Gandhi Letter about Christianity Sold for $50,000

Gandhi disagreed with Frantz on matters of Jesus Christ

The Ardmore, PA-located Raab Collection has sold a historical letter written by Mohandas Karamchand Gandhi , the Indian independence leader, to Milton Newberry Frantz in 1926. Frantz was a Christian religious leader living in America at that time. As per Nathan Raab, the president of Raab Collection, a company known for the sourcing of historical documents and selling them, the historical document changed hands for $50,000. The letter is especially valuable as Gandhi has personally signed the letter. When asked about the identity of the buyer, Raab replied that it does not disclose the identity of both buyers and sellers associated with it.

The letter's provenance is undisputed. Frantz wrote the letter to Gandhi in 1926. The contents of the letter show that he had invited the Indian leader to go through an article the American had written. The article broached the subject of Christianity. Gandhi promptly wrote back. In a letter marked April 6, the Indian independence activist penned his reply from a Gujarat ashram.
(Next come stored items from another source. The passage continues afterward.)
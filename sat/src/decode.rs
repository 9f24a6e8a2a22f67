// Copyright (C) 2025 Marceline Cramer
// SPDX-License-Identifier: AGPL-3.0-or-later
//
// MCP Planner is free software: you can redistribute it and/or modify it under
// the terms of the GNU Affero General Public License as published by the Free
// Software Foundation, either version 3 of the License, or (at your option) any
// later version.
//
// MCP Planner is distributed in the hope that it will be useful, but WITHOUT ANY
// WARRANTY; without even the implied warranty of MERCHANTABILITY or FITNESS
// FOR A PARTICULAR PURPOSE. See the GNU Affero General Public License for
// more details.
//
// You should have received a copy of the GNU Affero General Public License
// along with MCP Planner. If not, see <https://www.gnu.org/licenses/>.

use bitvec::prelude::*;
use rustsat::types::Lit;
use tracing::debug;

use crate::{bits::from_bits, builder::McpEncoding, engine::Engine, Error, Result};

/// A routed solution in input courier order.
#[derive(Clone, Debug, PartialEq, Eq)]
pub struct Solution {
    /// The 0-based items each courier delivers, in delivery order.
    pub routes: Vec<Vec<usize>>,

    /// The travelled distance of each courier.
    pub distances: Vec<u64>,

    /// The largest travelled distance.
    pub objective: u64,
}

impl Solution {
    /// The routes as 1-based item numbers.
    pub fn sol(&self) -> Vec<Vec<usize>> {
        self.routes
            .iter()
            .map(|route| route.iter().map(|item| item + 1).collect())
            .collect()
    }
}

/// Checks that an adjacency matrix forms a single cycle through the depot.
///
/// The depot is the last node. Following outgoing edges from the depot must
/// visit as many nodes as there are edges, which rules out a detached cycle
/// next to a depot self-loop.
pub fn is_hamiltonian(matrix: &[BitVec]) -> bool {
    let Some(depot) = matrix.len().checked_sub(1) else {
        return false;
    };

    let mut visited = bitvec![0; matrix.len()];
    let mut node = depot;
    while !visited[node] {
        visited.set(node, true);

        match matrix[node].first_one() {
            Some(next) => node = next,
            None => break,
        }
    }

    let edges: usize = matrix.iter().map(|row| row.count_ones()).sum();
    visited.count_ones() == edges
}

/// Reads the values of a row of literals out of the engine's model.
fn evaluate<E: Engine + ?Sized>(engine: &E, lits: &[Lit]) -> Result<BitVec> {
    lits.iter().map(|lit| engine.value(*lit)).collect()
}

/// Decodes the engine's model into a validated [Solution].
pub fn decode<E: Engine + ?Sized>(engine: &E, encoding: &McpEncoding) -> Result<Solution> {
    let vars = &encoding.vars;
    let couriers = vars.couriers;

    let mut slot_routes = vec![vec![None; vars.items]; couriers];
    let mut slot_distances = Vec::with_capacity(couriers);

    for slot in 0..couriers {
        let matrix = vars.route[slot]
            .iter()
            .map(|row| evaluate(engine, row))
            .collect::<Result<Vec<_>>>()?;

        if !is_hamiltonian(&matrix) {
            let edges = vars
                .flat_route(slot)
                .into_iter()
                .zip(matrix.iter().flat_map(|row| row.iter().by_vals()))
                .filter(|(_, used)| *used)
                .filter_map(|(lit, _)| vars.describe(lit))
                .map(|(_, indices)| (indices[1], indices[2]))
                .collect::<Vec<_>>();

            debug!(slot, ?edges, "route is not a single cycle");
            return Err(Error::NotHamiltonian {
                courier: encoding.permutation[slot],
            });
        }

        slot_distances.push(from_bits(evaluate(engine, &vars.distances[slot])?));
    }

    let assign = vars
        .assign
        .iter()
        .map(|row| evaluate(engine, row))
        .collect::<Result<Vec<_>>>()?;

    for (item, order) in vars.order.iter().enumerate() {
        let Some(position) = evaluate(engine, order)?.first_one() else {
            continue;
        };

        if let Some(slot) = assign.iter().position(|row| row[item]) {
            slot_routes[slot][position] = Some(item);
        }
    }

    let mut routes = vec![Vec::new(); couriers];
    let mut distances = vec![0; couriers];
    for (slot, courier) in encoding.permutation.iter().copied().enumerate() {
        routes[courier] = slot_routes[slot].iter().flatten().copied().collect();
        distances[courier] = slot_distances[slot];
    }

    let objective = distances.iter().copied().max().unwrap_or(0);

    Ok(Solution {
        routes,
        distances,
        objective,
    })
}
Gandhi was forthright about his views when it came to Christianity. In his letter to Frantz, he admitted that he felt Jesus can be regarded as one of mankind's greatest teachers. Gandhi also said, however, that he could not subscribe to the Christian belief of Jesus being more than an excellent teacher. The letter starts with the Indian independence activist confessing that it will not be possible for him to follow what the Americans follow, namely Jesus Christ is the supreme manifestation of unseen reality. The letter continued, the flowing text saying that the author could not feel any truth to the statement. He, however, feels that Jesus can be counted as one of mankind's greatest teachers. Gandhi then told Frantz it's vital to respect all faith traditions of all people as all the religions have a common base of mutual esteem and love.

Gandhi concluded by asking the American whether the latter thinks that religious unity could be achieved by respecting everyone's creed and not by mechanically subscribing to a single common creed. The Indian opined that since each individual is different from the other, there will be differences in creed as well. However, it does not matter if each and every creed could hang from the same thread of mutual esteem and love. Gandhi had an excellent knowledge of the world's religions. He had read Sermons on the Mount, the Quran, and also the Bhagavad Gita. He was a devout Hindu until his death.